*** Begin section ***

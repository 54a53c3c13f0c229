use bevy::prelude::*;

use crate::data::config::PopupLayout;

/// Columns that fit in `available_width`, never fewer than one.
pub fn items_per_row(available_width: i32, slot_size: i32) -> usize {
    (available_width / slot_size).max(1) as usize
}

pub fn total_rows(item_count: usize, items_per_row: usize) -> usize {
    item_count.div_ceil(items_per_row)
}

/// Saturates at `i32::MAX` instead of wrapping for absurd row counts.
pub fn max_scroll(total_rows: usize, slot_size: i32, visible_height: i32) -> i32 {
    i32::try_from(total_rows)
        .unwrap_or(i32::MAX)
        .saturating_mul(slot_size)
        .saturating_sub(visible_height)
        .max(0)
}

/// Rectangle with `min` inclusive and `max` exclusive.
pub fn rect_from_origin(origin: IVec2, size: IVec2) -> IRect {
    IRect::from_corners(origin, origin + size)
}

pub fn contains_point(rect: IRect, point: IVec2) -> bool {
    point.x >= rect.min.x && point.x < rect.max.x && point.y >= rect.min.y && point.y < rect.max.y
}

/// Part of `rect` inside `clip`, or `None` when they do not overlap.
pub fn clip_rect(rect: IRect, clip: IRect) -> Option<IRect> {
    let visible = rect.intersect(clip);
    (!visible.is_empty()).then_some(visible)
}

pub fn intersects_vertically(slot: IRect, view_top: i32, view_bottom: i32) -> bool {
    slot.max.y > view_top && slot.min.y < view_bottom
}

/// Screen-space layout of a popup for one viewport size and item count.
#[derive(Debug, Clone, Copy, PartialEq, Eq)]
pub struct GridLayout {
    pub window: IRect,
    pub grid_area: IRect,
    pub title_background: IRect,
    pub close_button: IRect,
    pub slot_size: i32,
    pub items_per_row: usize,
    pub total_rows: usize,
    pub max_scroll: i32,
}

impl GridLayout {
    pub fn compute(layout: &PopupLayout, viewport: IVec2, item_count: usize) -> Self {
        let window_size = layout.window_size();
        let window_origin = (viewport - window_size) / 2;
        let window = rect_from_origin(window_origin, window_size);

        let grid_area = rect_from_origin(
            window_origin + IVec2::new(layout.insets.left, layout.insets.top),
            IVec2::new(layout.available_width(), layout.available_height()),
        );

        let title_size = IVec2::new(
            layout.title_background_width,
            layout.title_background_height,
        );
        let title_background = rect_from_origin(
            IVec2::new(
                window_origin.x + (window_size.x - title_size.x) / 2,
                window_origin.y + layout.title_offset_y,
            ),
            title_size,
        );

        let close_size = IVec2::splat(layout.close_button_size);
        let close_button = rect_from_origin(
            IVec2::new(
                window.max.x - layout.close_button_size - layout.close_button_margin,
                window_origin.y + layout.close_button_margin,
            ),
            close_size,
        );

        let items_per_row = items_per_row(grid_area.width(), layout.slot_size);
        let total_rows = total_rows(item_count, items_per_row);
        let max_scroll = max_scroll(total_rows, layout.slot_size, grid_area.height());

        Self {
            window,
            grid_area,
            title_background,
            close_button,
            slot_size: layout.slot_size,
            items_per_row,
            total_rows,
            max_scroll,
        }
    }

    /// Slot rectangle of item `index` with the grid scrolled by `scroll_offset`.
    pub fn slot_rect(&self, index: usize, scroll_offset: i32) -> IRect {
        let row = i32::try_from(index / self.items_per_row).unwrap_or(i32::MAX);
        let column = i32::try_from(index % self.items_per_row).unwrap_or(i32::MAX);
        let origin = self.grid_area.min
            + IVec2::new(
                column.saturating_mul(self.slot_size),
                row.saturating_mul(self.slot_size).saturating_sub(scroll_offset),
            );
        rect_from_origin(origin, IVec2::splat(self.slot_size))
    }

    pub fn is_visible(&self, slot: IRect) -> bool {
        intersects_vertically(slot, self.grid_area.min.y, self.grid_area.max.y)
    }
}

#[cfg(test)]
mod tests {
    use super::*;

    #[test]
    fn items_per_row_floors_and_never_drops_below_one() {
        assert_eq!(items_per_row(736, 64), 11);
        assert_eq!(items_per_row(704, 64), 11);
        assert_eq!(items_per_row(703, 64), 10);
        assert_eq!(items_per_row(10, 64), 1);
    }

    #[test]
    fn total_rows_rounds_up() {
        assert_eq!(total_rows(0, 11), 0);
        assert_eq!(total_rows(11, 11), 1);
        assert_eq!(total_rows(12, 11), 2);
        assert_eq!(total_rows(25, 11), 3);
    }

    #[test]
    fn max_scroll_clamps_at_zero() {
        assert_eq!(max_scroll(3, 64, 140), 52);
        assert_eq!(max_scroll(2, 64, 140), 0);
        assert_eq!(max_scroll(0, 64, 140), 0);
    }

    #[test]
    fn max_scroll_saturates_instead_of_wrapping() {
        assert_eq!(max_scroll(usize::MAX, 64, 456), i32::MAX - 456);
        assert_eq!(max_scroll(1 << 40, 64, 456), i32::MAX - 456);
        assert_eq!(max_scroll(40_000_000, 64, 456), i32::MAX - 456);
    }

    #[test]
    fn max_scroll_never_decreases_with_more_items() {
        let layout = PopupLayout::default();
        let viewport = IVec2::new(1280, 720);
        let mut previous = 0;
        for item_count in 0..200 {
            let max = GridLayout::compute(&layout, viewport, item_count).max_scroll;
            assert!(max >= previous, "max_scroll dropped at {item_count} items");
            previous = max;
        }
    }

    #[test]
    fn window_is_centred_in_viewport() {
        let layout = PopupLayout::default();
        let grid = GridLayout::compute(&layout, IVec2::new(1280, 720), 0);

        assert_eq!(grid.window.min, IVec2::new(240, 60));
        assert_eq!(grid.window.max, IVec2::new(1040, 660));
        assert_eq!(grid.grid_area.min, IVec2::new(272, 164));
        assert_eq!(grid.grid_area.width(), 736);
        assert_eq!(grid.grid_area.height(), 456);
        assert_eq!(grid.close_button.min, IVec2::new(960, 76));
        assert_eq!(grid.title_background.min, IVec2::new(512, 80));
    }

    #[test]
    fn slot_rect_follows_row_major_order_and_scroll() {
        let layout = PopupLayout::default();
        let grid = GridLayout::compute(&layout, IVec2::new(800, 600), 25);
        let origin = grid.grid_area.min;

        assert_eq!(grid.slot_rect(0, 0).min, origin);
        assert_eq!(grid.slot_rect(10, 0).min, origin + IVec2::new(640, 0));
        assert_eq!(grid.slot_rect(11, 0).min, origin + IVec2::new(0, 64));
        assert_eq!(grid.slot_rect(11, 40).min, origin + IVec2::new(0, 24));
        assert_eq!(grid.slot_rect(11, 40).size(), IVec2::splat(64));
    }

    #[test]
    fn point_containment_is_half_open() {
        let rect = rect_from_origin(IVec2::new(10, 10), IVec2::splat(4));
        assert!(contains_point(rect, IVec2::new(10, 10)));
        assert!(contains_point(rect, IVec2::new(13, 13)));
        assert!(!contains_point(rect, IVec2::new(14, 13)));
        assert!(!contains_point(rect, IVec2::new(9, 10)));
    }

    #[test]
    fn clip_rect_keeps_only_the_overlap() {
        let clip = rect_from_origin(IVec2::new(0, 0), IVec2::new(100, 100));

        let partial = rect_from_origin(IVec2::new(10, 90), IVec2::splat(64));
        assert_eq!(clip_rect(partial, clip), Some(IRect::new(10, 90, 74, 100)));

        let inside = rect_from_origin(IVec2::new(10, 10), IVec2::splat(64));
        assert_eq!(clip_rect(inside, clip), Some(inside));

        let touching = rect_from_origin(IVec2::new(10, 100), IVec2::splat(64));
        assert_eq!(clip_rect(touching, clip), None);
    }

    #[test]
    fn vertical_visibility_excludes_touching_edges() {
        let slot = rect_from_origin(IVec2::new(0, -64), IVec2::splat(64));
        assert!(!intersects_vertically(slot, 0, 100));

        let slot = rect_from_origin(IVec2::new(0, -63), IVec2::splat(64));
        assert!(intersects_vertically(slot, 0, 100));

        let slot = rect_from_origin(IVec2::new(0, 100), IVec2::splat(64));
        assert!(!intersects_vertically(slot, 0, 100));
    }
}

*** End section ***

Problem statement - Read through the material above, and whenever a line contains "bool", copy it.

Problem solution -
pub fn contains_point(rect: IRect, point: IVec2) -> bool {
pub fn intersects_vertically(slot: IRect, view_top: i32, view_bottom: i32) -> bool {
    pub fn is_visible(&self, slot: IRect) -> bool {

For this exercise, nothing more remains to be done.